Quel est donc désormais le rôle de l’hôpital public dans les soins primaires ? « En théorie, on peut tout à fait concevoir un système de réseau ville-hôpital dans lequel les soins primaires seraient effectués en ville et les soins secondaires, voire tertiaires, dans des centres hospitaliers. Dans l’esprit des pouvoirs publics, c’est d’ailleurs ainsi que cela doit se passer. Mais en pratique, la situation n’est pas aussi simple et ce, pour plusieurs raisons. D’une part, il y a une pénurie d’ophtalmologistes. D’autre part, l’hôpital public qui offrait jusqu’à présent, une possibilité de soins primaires en secteur conventionné à une large partie de la population (qui n’avait pas forcément de mutuelle), voit cette offre se restreindre dès lors qu’ils se concentrent sur les soins secondaires. Et l’on ne peut pas demander aux libéraux de prendre seuls le relais de l’hôpital public pour assurer les soins primaires pour tous. En effet, quand on connaît ne serait-ce que le prix de l’immobilier à Paris, on comprend bien qu’il est extrêmement difficile, sinon impossible, pour un ophtalmologiste libéral parisien d’avoir un modèle économique viable de cabinet en secteur 1 (à Paris et dans bien d’autres grandes villes). Il y a donc très peu d’ophtalmologistes de secteur 1 car une activité qui était encore viable il y a 30 ans, ne l’est plus, eu égard au fait qu’il y a eu un découplage trop important entre l’augmentation modeste du tarif de la consultation en ophtalmologie et l’explosion des charges (locatives, personnels, prix des appareillages), sans valorisation correspondante des actes », souligne le Pr Laroche.
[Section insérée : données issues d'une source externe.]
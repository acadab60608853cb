//! Defines routes for tracked-object operations.
//!
//! ## Structure
//! - **Collection endpoints**
//!   - `POST   /objects` — register an object
//!   - `GET    /objects` — list objects (supports `?stage=queued|processing|done|failed`)
//!
//! - **Object-level endpoints**
//!   - `GET    /objects/{id}` — flattened record
//!   - `DELETE /objects/{id}` — stop tracking
//!   - `POST   /objects/{id}/start` — processing started
//!   - `POST   /objects/{id}/finish` — processing finished
//!   - `POST   /objects/{id}/retry` — failed attempt, requeue
//!   - `GET    /objects/{id}/metadata` — metadata pairs
//!   - `PUT    /objects/{id}/metadata` — merge metadata pairs

use crate::{
    handlers::{
        health_handlers::{healthz, readyz},
        object_handlers::{
            delete_object, finish_processing, get_metadata, get_object, list_objects,
            put_metadata, record_retry, register_object, start_processing,
        },
    },
    services::tracker_service::ObjectTracker,
};
use axum::{
    Router,
    routing::{get, post},
};

/// Build and return the router for all tracking routes.
///
/// The router carries shared state (`ObjectTracker`) to all handlers.
pub fn routes() -> Router<ObjectTracker> {
    Router::new()
        // health endpoints (mounted at root)
        .route("/healthz", get(healthz))
        .route("/readyz", get(readyz))
        // Collection routes
        .route("/objects", post(register_object).get(list_objects))
        // Object-level routes
        .route("/objects/{id}", get(get_object).delete(delete_object))
        .route("/objects/{id}/start", post(start_processing))
        .route("/objects/{id}/finish", post(finish_processing))
        .route("/objects/{id}/retry", post(record_retry))
        .route(
            "/objects/{id}/metadata",
            get(get_metadata).put(put_metadata),
        )
}
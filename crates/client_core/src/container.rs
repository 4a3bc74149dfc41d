//! Application-wide dependency container.

use std::{sync::Arc, time::Duration};

use crate::{
    error::RepositoryError,
    repository::{MarsPhotosRepository, NetworkMarsPhotosRepository, DEFAULT_BASE_URL},
};

/// Hands out the shared dependencies a screen needs.
pub trait AppContainer: Send + Sync {
    fn mars_photos_repository(&self) -> Arc<dyn MarsPhotosRepository>;
}

#[derive(Debug, Clone, PartialEq, Eq)]
pub struct ContainerConfig {
    pub base_url: String,
    pub request_timeout: Option<Duration>,
}

impl Default for ContainerConfig {
    fn default() -> Self {
        Self {
            base_url: DEFAULT_BASE_URL.into(),
            request_timeout: None,
        }
    }
}

pub struct DefaultAppContainer {
    mars_photos_repository: Arc<dyn MarsPhotosRepository>,
}

impl DefaultAppContainer {
    pub fn new(config: ContainerConfig) -> Result<Self, RepositoryError> {
        let repository = match config.request_timeout {
            Some(timeout) => NetworkMarsPhotosRepository::with_timeout(&config.base_url, timeout)?,
            None => NetworkMarsPhotosRepository::new(&config.base_url)?,
        };
        Ok(Self::from_repository(Arc::new(repository)))
    }

    pub fn from_repository(mars_photos_repository: Arc<dyn MarsPhotosRepository>) -> Self {
        Self {
            mars_photos_repository,
        }
    }
}

impl AppContainer for DefaultAppContainer {
    fn mars_photos_repository(&self) -> Arc<dyn MarsPhotosRepository> {
        Arc::clone(&self.mars_photos_repository)
    }
}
L’hôpital public reste donc aujourd’hui le dernier lieu dans lequel une clientèle (la moins aisée) va systématiquement consulter en soins primaires et où une clientèle qui a la possibilité de choisir entre ophtalmologie libérale et ophtalmologie hospitalière ne va consulter, qu’adressée par l’ophtalmologiste de ville, ou pour obtenir un deuxième avis. On peut donc tourner l’équation dans tous les sens, la conclusion est toujours la même : il y a un déficit en ophtalmologistes et encore plus en ophtalmologistes libéraux de secteur 1. « Faut-il que ce soit des centres publics ou privés qui mettent en place ces consultations primaires accessible à tous, c’est un vrai débat. Et le problème est clairement politique ! Mais il est évident qu’à partir du moment où le prix de la prestation offerte est supérieur au tarif facturé au patient, il faut qu’il y ait un tiers payan : soit l’Etat sous quelque forme que ce soit, soit un système de mutuelle. Mais on ne peut demander aux seuls ophtalmologistes libéraux, en nombre déjà insuffisant, de se substituer à l’Etat qui se désengage, afin de réaliser un réseau ville-hôpital réellement performant, et au centre duquel se trouverait l’hôpital public. L’implication croissante des orthoptistes, grâce à des délégations de tâches sous contrôle ophtalmologique, pourrait aider à trouver un début de réponse aux questions posées » conclut le Pr Laroche.
D’après un entretien avec le Pr Laurent Laroche, hôpital des Quinze-Vingts, Paris.